BRIEF:
What is needed is the number of lines below that contain the string "output", with no other text.
GIVEN ENTRIES below:
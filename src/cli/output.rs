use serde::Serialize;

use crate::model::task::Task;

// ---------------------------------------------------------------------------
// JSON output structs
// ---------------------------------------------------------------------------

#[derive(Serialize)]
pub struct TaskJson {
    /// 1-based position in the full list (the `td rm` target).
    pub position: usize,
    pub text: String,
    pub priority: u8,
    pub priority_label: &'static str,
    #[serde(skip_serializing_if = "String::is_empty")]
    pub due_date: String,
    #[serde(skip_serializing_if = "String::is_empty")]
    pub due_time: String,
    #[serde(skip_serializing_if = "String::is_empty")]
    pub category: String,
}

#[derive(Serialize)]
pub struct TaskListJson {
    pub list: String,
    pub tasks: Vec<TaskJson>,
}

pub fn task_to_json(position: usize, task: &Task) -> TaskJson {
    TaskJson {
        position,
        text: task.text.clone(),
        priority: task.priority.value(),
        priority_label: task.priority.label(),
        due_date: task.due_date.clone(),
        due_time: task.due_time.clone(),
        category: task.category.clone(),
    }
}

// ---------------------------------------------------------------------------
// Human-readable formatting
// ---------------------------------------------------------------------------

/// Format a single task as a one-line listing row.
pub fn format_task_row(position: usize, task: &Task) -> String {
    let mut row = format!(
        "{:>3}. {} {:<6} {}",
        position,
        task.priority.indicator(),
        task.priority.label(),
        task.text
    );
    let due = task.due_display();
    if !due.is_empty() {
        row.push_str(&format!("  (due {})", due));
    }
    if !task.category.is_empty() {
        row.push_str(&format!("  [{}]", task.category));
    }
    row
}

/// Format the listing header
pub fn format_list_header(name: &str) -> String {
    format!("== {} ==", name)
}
End of GIVEN ENTRIES.
WRITTEN SOLUTION:
2